Wo wird dem Thema zu wenig Aufmerksamkeit geschenkt?

Es passiert gerade sehr viel – auch da das Thema Mikroplastik durch verschiedene Studien momentan sehr präsent ist. Das merkt man in den Bildungsaktivitäten an Schulen oder Hochschulen und im außerschulischen Bereich. Entwicklungsmöglichkeiten sehen wir vor allem im Bereich der Vermeidung beziehungsweise der Frage nach der zukünftigen Rolle von Plastik und seiner sinnvollen Verwendung. Diese Diskussion ist wichtig, um Alternativen zu entwickeln, gerade was alltägliche Gebrauchsgegenstände angeht.

Darüber hinaus ist es ist wichtig, sich bei BNE-Initiativen nicht nur auf die Schüler und Jugendlichen zu konzentrieren. Ohne Frage spielt diese Zielgruppe eine wichtige Rolle, allerdings ist es auch wichtig, sich konkret damit auseinanderzusetzen, wie wir lebenslanges Lernen ermöglichen. So wäre es sinnvoll, den Blick auch auf die Erwachsenenbildung und berufsbegleitende Möglichkeiten in der Aus-, Fort- und Weiterbildung oder auch im eigenen Industriezweig zu richten.

Ein Ansprechpartner in diesem Bereich ist das Bundesinstitut für Berufsbildung (BIBB)69. Im Rahmen mehrerer Modellversuche in verschiedenen Wirtschaftszweigen werden Innovationen in der betrieblichen Berufsbildung entwickelt, erprobt und für den Transfer aufbereitet.

Wo liegt das Potenzial von BNE im Bereich Plastik?

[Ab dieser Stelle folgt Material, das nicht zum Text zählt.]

//! Canonical card identifiers and card metadata

use std::fmt;
use std::path::{Path, PathBuf};
use std::str::FromStr;

use crate::errors::CartomancerError;

/// Number of major arcana cards (00-21)
pub const MAJOR_ARCANA_COUNT: u8 = 22;

/// The four minor arcana suits, in canonical order
pub const SUITS: [&str; 4] = ["wands", "cups", "swords", "pentacles"];

/// The fourteen minor arcana ranks, in canonical order
pub const RANKS: [&str; 14] = [
    "ace", "two", "three", "four", "five", "six", "seven", "eight", "nine", "ten", "page",
    "knight", "queen", "king",
];

const MAJOR_ARCANA_NAMES: [&str; 22] = [
    "The Fool",
    "The Magician",
    "The High Priestess",
    "The Empress",
    "The Emperor",
    "The Hierophant",
    "The Lovers",
    "The Chariot",
    "Strength",
    "The Hermit",
    "Wheel of Fortune",
    "Justice",
    "The Hanged Man",
    "Death",
    "Temperance",
    "The Devil",
    "The Tower",
    "The Star",
    "The Moon",
    "The Sun",
    "Judgement",
    "The World",
];

/// Two-digit major arcana number, e.g. `"07"`
pub fn major_number(n: u8) -> String {
    format!("{n:02}")
}

/// Arcana a card belongs to
#[derive(Debug, Clone, Copy, PartialEq, Eq)]
pub enum CardKind {
    Major,
    Minor,
}

impl CardKind {
    pub fn as_str(&self) -> &'static str {
        match self {
            CardKind::Major => "major_arcana",
            CardKind::Minor => "minor_arcana",
        }
    }

    pub fn display_name(&self) -> &'static str {
        match self {
            CardKind::Major => "Major Arcana",
            CardKind::Minor => "Minor Arcana",
        }
    }
}

/// Parsed canonical card id
///
/// `custom_cards.*` ids address files only; they never resolve to a [`Card`].
#[derive(Debug, Clone, PartialEq, Eq)]
pub enum CardId {
    /// `major_arcana.NN`
    Major { number: String },
    /// `minor_arcana.<suit>.<rank>`
    Minor { suit: String, rank: String },
    /// `custom_cards.<section>.<...>.<name>` (two or three trailing segments)
    Custom { segments: Vec<String> },
}

impl CardId {
    /// Relative path of this card's asset (without extension) inside an image or ANSI directory
    pub fn relative_path(&self, extension: &str) -> PathBuf {
        let mut path = PathBuf::new();
        let leaf = match self {
            CardId::Major { number } => {
                path.push("major_arcana");
                number.as_str()
            }
            CardId::Minor { suit, rank } => {
                path.push("minor_arcana");
                path.push(suit);
                rank.as_str()
            }
            CardId::Custom { segments } => {
                path.push("custom_cards");
                match segments.split_last() {
                    Some((last, dirs)) => {
                        path.extend(dirs);
                        last.as_str()
                    }
                    None => "",
                }
            }
        };
        path.push(format!("{leaf}{extension}"));
        path
    }

    /// Asset path of this card under `base_dir`
    pub fn path_in(&self, base_dir: &Path, extension: &str) -> PathBuf {
        base_dir.join(self.relative_path(extension))
    }
}

impl FromStr for CardId {
    type Err = CartomancerError;

    fn from_str(s: &str) -> Result<Self, Self::Err> {
        let parts: Vec<&str> = s.split('.').collect();
        let invalid = || CartomancerError::InvalidCardId(s.to_string());

        if parts.iter().any(|p| p.is_empty()) {
            return Err(invalid());
        }

        match parts.as_slice() {
            ["major_arcana", number] => Ok(CardId::Major {
                number: (*number).to_string(),
            }),
            ["minor_arcana", suit, rank] => Ok(CardId::Minor {
                suit: (*suit).to_string(),
                rank: (*rank).to_string(),
            }),
            ["custom_cards", rest @ ..] if rest.len() == 2 || rest.len() == 3 => {
                Ok(CardId::Custom {
                    segments: rest.iter().map(|p| (*p).to_string()).collect(),
                })
            }
            _ => Err(invalid()),
        }
    }
}

impl fmt::Display for CardId {
    fn fmt(&self, f: &mut fmt::Formatter<'_>) -> fmt::Result {
        match self {
            CardId::Major { number } => write!(f, "major_arcana.{number}"),
            CardId::Minor { suit, rank } => write!(f, "minor_arcana.{suit}.{rank}"),
            CardId::Custom { segments } => write!(f, "custom_cards.{}", segments.join(".")),
        }
    }
}

/// A tarot card with its localized display metadata
#[derive(Debug, Clone, PartialEq, Eq)]
pub struct Card {
    /// Canonical id, e.g. `major_arcana.00` or `minor_arcana.wands.ace`
    pub id: String,
    /// Localized name
    pub name: String,
    pub kind: CardKind,
    /// Major arcana number (`00`-`21`)
    pub number: Option<String>,
    /// Minor arcana suit
    pub suit: Option<String>,
    /// Minor arcana rank
    pub rank: Option<String>,
    /// Descriptive alt text, empty when the deck provides none
    pub alt_text: String,
}

impl Card {
    pub fn major(number: &str) -> Self {
        Self {
            id: format!("major_arcana.{number}"),
            name: default_major_name(number),
            kind: CardKind::Major,
            number: Some(number.to_string()),
            suit: None,
            rank: None,
            alt_text: String::new(),
        }
    }

    pub fn minor(suit: &str, rank: &str) -> Self {
        Self {
            id: format!("minor_arcana.{suit}.{rank}"),
            name: default_minor_name(rank, suit),
            kind: CardKind::Minor,
            number: None,
            suit: Some(suit.to_string()),
            rank: Some(rank.to_string()),
            alt_text: String::new(),
        }
    }
}

/// Traditional name of a major arcana card
pub fn default_major_name(number: &str) -> String {
    number
        .parse::<usize>()
        .ok()
        .and_then(|n| MAJOR_ARCANA_NAMES.get(n))
        .filter(|_| number.len() == 2)
        .map_or_else(|| format!("Major Arcana {number}"), |name| (*name).to_string())
}

/// Traditional name of a minor arcana card, e.g. "Ace of Wands"
pub fn default_minor_name(rank: &str, suit: &str) -> String {
    format!("{} of {}", capitalize(rank), capitalize(suit))
}

fn capitalize(word: &str) -> String {
    let mut chars = word.chars();
    match chars.next() {
        Some(first) => first.to_uppercase().chain(chars).collect(),
        None => String::new(),
    }
}

/// Nerd-font glyph for a suit
pub fn suit_symbol(suit: &str) -> &'static str {
    match suit {
        "wands" => "\u{ef15}",
        "cups" => "\u{edae}",
        "swords" => "\u{f0787}",
        "pentacles" => "\u{f1667}",
        _ => "•",
    }
}

/// Nerd-font glyph for an arcana
pub fn arcana_symbol(kind: CardKind) -> &'static str {
    match kind {
        CardKind::Minor => "\u{f101d}",
        CardKind::Major => "\u{edeb}",
    }
}

#[cfg(test)]
mod tests {
    use super::*;
    use rstest::rstest;

    #[rstest]
    #[case("major_arcana.00", "major_arcana/00.ansi")]
    #[case("minor_arcana.wands.ace", "minor_arcana/wands/ace.ansi")]
    #[case("custom_cards.major_arcana.happy_squirrel", "custom_cards/major_arcana/happy_squirrel.ansi")]
    #[case("custom_cards.minor_arcana.stars.ace", "custom_cards/minor_arcana/stars/ace.ansi")]
    fn test_relative_path(#[case] id: &str, #[case] expected: &str) {
        let id: CardId = id.parse().unwrap();
        assert_eq!(id.relative_path(".ansi"), PathBuf::from(expected));
    }

    #[rstest]
    #[case("major_arcana")]
    #[case("major_arcana.00.extra")]
    #[case("minor_arcana.wands")]
    #[case("custom_cards.x")]
    #[case("tarot.00")]
    #[case("major_arcana.")]
    fn test_invalid_ids(#[case] id: &str) {
        assert!(matches!(
            id.parse::<CardId>(),
            Err(CartomancerError::InvalidCardId(_))
        ));
    }

    #[test]
    fn test_display_roundtrips_text() {
        for id in ["major_arcana.21", "minor_arcana.cups.queen"] {
            assert_eq!(id.parse::<CardId>().unwrap().to_string(), id);
        }
    }

    #[test]
    fn test_default_names() {
        assert_eq!(default_major_name("00"), "The Fool");
        assert_eq!(default_major_name("21"), "The World");
        assert_eq!(default_major_name("22"), "Major Arcana 22");
        assert_eq!(default_major_name("7"), "Major Arcana 7");
        assert_eq!(default_minor_name("knight", "swords"), "Knight of Swords");
    }

    #[test]
    fn test_symbols() {
        assert_eq!(suit_symbol("unknown"), "•");
        assert_ne!(arcana_symbol(CardKind::Major), arcana_symbol(CardKind::Minor));
    }
}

BNE als Bildungskonzept zielt darauf ab, Menschen für einen Perspektivwechsel zu befähigen. BNE kann dazu beitragen, das Thema Plastik und Plastikentsorgung in Deutschland und international kritisch zu reflektieren. BNE als Konzept ist gerade dafür gedacht, zukunftsfähige Lösungen für den Ausgleich zwischen ökologischen, ökonomischen und sozialen Aspekten zu finden. Hierbei ist zentral, dass der Reflektionsprozess eine Selbstwirksamkeit erlebbar macht. Lernende müssen erfahren können, was jeder Einzelne von uns tun kann, um zu Veränderungen beizutragen.

Im europäischen Vergleich ist erkennbar, dass eine ganzheitliche Betrachtung der Plastikproblematik auch in Deutschland noch verstärkt werden könnte – das heißt, dass es nicht nur um die Entsorgung geht, sondern auch vorher bei der Verwendung und Vermeidung angesetzt werden muss. Andere Länder sind diesbezüglich teilweise schon weiter.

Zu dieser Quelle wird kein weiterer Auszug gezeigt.